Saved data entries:
○ ○ ○ ○
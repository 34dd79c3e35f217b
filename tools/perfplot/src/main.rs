//! Benchmark report generator.
//!
//! Turns the tab-delimited logs of the optimization test harness into
//! heatmaps, grouped bar charts, a JSON summary and a reproducible archive.
//!
//! Pipeline: read log → decode fixed-stride records → build tensors and
//!           aggregates → render figures → bundle the output directory.

mod aggregate;
mod bundle;
mod cli;
mod config;
mod error;
mod layout;
mod log_reader;
mod output;
mod render;
mod report_cmd;
mod stride;
mod tensor;
mod verbose;

use anyhow::Result;
use clap::Parser;

fn main() -> Result<()> {
    let cli = cli::Cli::parse();
    verbose::init(cli.quiet, cli.verbose);

    let config = config::ReportConfig::load(cli.config.as_deref())?;

    match cli.command {
        cli::Command::Report(ref args) => report_cmd::cmd_report(config, args),
        cli::Command::Compare(ref args) => report_cmd::cmd_compare(config, args),
        cli::Command::Clean(ref args) => report_cmd::cmd_clean(config, args),
    }
}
○ ○ ○ ○
What the exercise asks: Exactly the lines from the one containing "mod bundle;" through the last line of the records are to be transcribed, both endpoints included.

The completed task:
mod bundle;
mod cli;
mod config;
mod error;
mod layout;
mod log_reader;
mod output;
mod render;
mod report_cmd;
mod stride;
mod tensor;
mod verbose;

use anyhow::Result;
use clap::Parser;

fn main() -> Result<()> {
    let cli = cli::Cli::parse();
    verbose::init(cli.quiet, cli.verbose);

    let config = config::ReportConfig::load(cli.config.as_deref())?;

    match cli.command {
        cli::Command::Report(ref args) => report_cmd::cmd_report(config, args),
        cli::Command::Compare(ref args) => report_cmd::cmd_compare(config, args),
        cli::Command::Clean(ref args) => report_cmd::cmd_clean(config, args),
    }
}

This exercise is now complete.